## What to work on
Below are records. Return each one exactly as written.

────────────────────────────────────────

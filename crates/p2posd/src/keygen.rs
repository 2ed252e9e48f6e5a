//! The `keygen` subcommand: node, system and administrator key material.
//!
//! Prints `KEY=VALUE` lines on stdout so installers can capture them.
//! The system private key is printed once here and never stored on a
//! node; running nodes only ever see the public half plus signed proofs.

use anyhow::{Context, Result};
use chrono::{DateTime, Utc};
use clap::Args;
use p2pos_cluster::{AdminProof, NodeKey};

/// Arguments of the `keygen` subcommand.
#[derive(Debug, Args)]
pub struct KeygenArgs {
    /// Also generate a system keypair and a signed admin proof.
    #[arg(long)]
    pub new_system: bool,

    /// Cluster id embedded in the admin proof.
    #[arg(long, default_value = "default")]
    pub cluster_id: String,

    /// Admin proof `valid_to` (RFC3339).
    #[arg(long, default_value = "9999-12-31T00:00:00Z")]
    pub admin_valid_to: String,

    /// Reuse an existing node private key (base64) instead of
    /// generating one.
    #[arg(long)]
    pub node_priv: Option<String>,
}

/// Run keygen and print the resulting material.
pub fn run(args: &KeygenArgs) -> Result<()> {
    let node_key = match &args.node_priv {
        Some(encoded) => NodeKey::from_base64(encoded).context("invalid --node-priv")?,
        None => NodeKey::generate(),
    };

    println!("NODE_PRIV_B64={}", node_key.to_base64());
    println!("NODE_PEER_ID={}", node_key.peer_id());

    if !args.new_system {
        return Ok(());
    }

    let system = NodeKey::generate();
    let admin = NodeKey::generate();

    let valid_from = Utc::now();
    let valid_to = parse_time(&args.admin_valid_to).context("invalid --admin-valid-to")?;
    let proof = AdminProof::issue(
        &args.cluster_id,
        admin.peer_id(),
        valid_from,
        valid_to,
        &system,
    );

    println!("SYSTEM_PRIV_B64={}", system.to_base64());
    println!("SYSTEM_PUB_B64={}", system.public_base64());
    println!("ADMIN_PRIV_B64={}", admin.to_base64());
    println!("ADMIN_PEER_ID={}", admin.peer_id());
    println!("ADMIN_PROOF_CLUSTER_ID={}", proof.cluster_id);
    println!("ADMIN_PROOF_PEER_ID={}", proof.peer_id);
    println!("ADMIN_PROOF_ROLE={}", proof.role);
    println!(
        "ADMIN_PROOF_VALID_FROM={}",
        p2pos_types::rfc3339_nanos(proof.valid_from)
    );
    println!(
        "ADMIN_PROOF_VALID_TO={}",
        p2pos_types::rfc3339_nanos(proof.valid_to)
    );
    println!("ADMIN_PROOF_SIG={}", proof.sig);

    Ok(())
}

fn parse_time(raw: &str) -> Result<DateTime<Utc>> {
    let parsed = DateTime::parse_from_rfc3339(raw.trim())?;
    Ok(parsed.with_timezone(&Utc))
}

#[cfg(test)]
mod tests {
    use super::*;
    use p2pos_cluster::SystemKey;

    #[test]
    fn test_parse_time_accepts_rfc3339() {
        assert!(parse_time("9999-12-31T00:00:00Z").is_ok());
        assert!(parse_time("2026-02-21T11:11:01.508000000Z").is_ok());
        assert!(parse_time("next tuesday").is_err());
    }

    #[test]
    fn test_generated_proof_verifies_against_system_key() {
        let system = NodeKey::generate();
        let admin = NodeKey::generate();
        let now = Utc::now();
        let proof = AdminProof::issue(
            "default",
            admin.peer_id(),
            now,
            parse_time("9999-12-31T00:00:00Z").unwrap(),
            &system,
        );

        let system_pub = SystemKey::from_base64(&system.public_base64()).unwrap();
        proof
            .validate("default", &admin.peer_id(), &system_pub, now)
            .unwrap();
    }

    #[test]
    fn test_existing_node_key_reused() {
        let key = NodeKey::generate();
        let args = KeygenArgs {
            new_system: false,
            cluster_id: "default".to_string(),
            admin_valid_to: "9999-12-31T00:00:00Z".to_string(),
            node_priv: Some(key.to_base64()),
        };
        run(&args).unwrap();

        let restored = NodeKey::from_base64(&key.to_base64()).unwrap();
        assert_eq!(restored.peer_id(), key.peer_id());
    }
}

────────────────────────────────────────

## Response to the exercise
filename crates/p2posd/src/keygen.rs
repository 2ed252e9e48f6e5a
//! The `keygen` subcommand: node, system and administrator key material.
//!
//! Prints `KEY=VALUE` lines on stdout so installers can capture them.
//! The system private key is printed once here and never stored on a
//! node; running nodes only ever see the public half plus signed proofs.

use anyhow::{Context, Result};
use chrono::{DateTime, Utc};
use clap::Args;
use p2pos_cluster::{AdminProof, NodeKey};

/// Arguments of the `keygen` subcommand.
#[derive(Debug, Args)]
pub struct KeygenArgs {
    /// Also generate a system keypair and a signed admin proof.
    #[arg(long)]
    pub new_system: bool,

    /// Cluster id embedded in the admin proof.
    #[arg(long, default_value = "default")]
    pub cluster_id: String,

    /// Admin proof `valid_to` (RFC3339).
    #[arg(long, default_value = "9999-12-31T00:00:00Z")]
    pub admin_valid_to: String,

    /// Reuse an existing node private key (base64) instead of
    /// generating one.
    #[arg(long)]
    pub node_priv: Option<String>,
}

/// Run keygen and print the resulting material.
pub fn run(args: &KeygenArgs) -> Result<()> {
    let node_key = match &args.node_priv {
        Some(encoded) => NodeKey::from_base64(encoded).context("invalid --node-priv")?,
        None => NodeKey::generate(),
    };

    println!("NODE_PRIV_B64={}", node_key.to_base64());
    println!("NODE_PEER_ID={}", node_key.peer_id());

    if !args.new_system {
        return Ok(());
    }

    let system = NodeKey::generate();
    let admin = NodeKey::generate();

    let valid_from = Utc::now();
    let valid_to = parse_time(&args.admin_valid_to).context("invalid --admin-valid-to")?;
    let proof = AdminProof::issue(
        &args.cluster_id,
        admin.peer_id(),
        valid_from,
        valid_to,
        &system,
    );

    println!("SYSTEM_PRIV_B64={}", system.to_base64());
    println!("SYSTEM_PUB_B64={}", system.public_base64());
    println!("ADMIN_PRIV_B64={}", admin.to_base64());
    println!("ADMIN_PEER_ID={}", admin.peer_id());
    println!("ADMIN_PROOF_CLUSTER_ID={}", proof.cluster_id);
    println!("ADMIN_PROOF_PEER_ID={}", proof.peer_id);
    println!("ADMIN_PROOF_ROLE={}", proof.role);
    println!(
        "ADMIN_PROOF_VALID_FROM={}",
        p2pos_types::rfc3339_nanos(proof.valid_from)
    );
    println!(
        "ADMIN_PROOF_VALID_TO={}",
        p2pos_types::rfc3339_nanos(proof.valid_to)
    );
    println!("ADMIN_PROOF_SIG={}", proof.sig);

    Ok(())
}

fn parse_time(raw: &str) -> Result<DateTime<Utc>> {
    let parsed = DateTime::parse_from_rfc3339(raw.trim())?;
    Ok(parsed.with_timezone(&Utc))
}

#[cfg(test)]
mod tests {
    use super::*;
    use p2pos_cluster::SystemKey;

    #[test]
    fn test_parse_time_accepts_rfc3339() {
        assert!(parse_time("9999-12-31T00:00:00Z").is_ok());
        assert!(parse_time("2026-02-21T11:11:01.508000000Z").is_ok());
        assert!(parse_time("next tuesday").is_err());
    }

    #[test]
    fn test_generated_proof_verifies_against_system_key() {
        let system = NodeKey::generate();
        let admin = NodeKey::generate();
        let now = Utc::now();
        let proof = AdminProof::issue(
            "default",
            admin.peer_id(),
            now,
            parse_time("9999-12-31T00:00:00Z").unwrap(),
            &system,
        );

        let system_pub = SystemKey::from_base64(&system.public_base64()).unwrap();
        proof
            .validate("default", &admin.peer_id(), &system_pub, now)
            .unwrap();
    }

    #[test]
    fn test_existing_node_key_reused() {
        let key = NodeKey::generate();
        let args = KeygenArgs {
            new_system: false,
            cluster_id: "default".to_string(),
            admin_valid_to: "9999-12-31T00:00:00Z".to_string(),
            node_priv: Some(key.to_base64()),
        };
        run(&args).unwrap();

        let restored = NodeKey::from_base64(&key.to_base64()).unwrap();
        assert_eq!(restored.peer_id(), key.peer_id());
    }
}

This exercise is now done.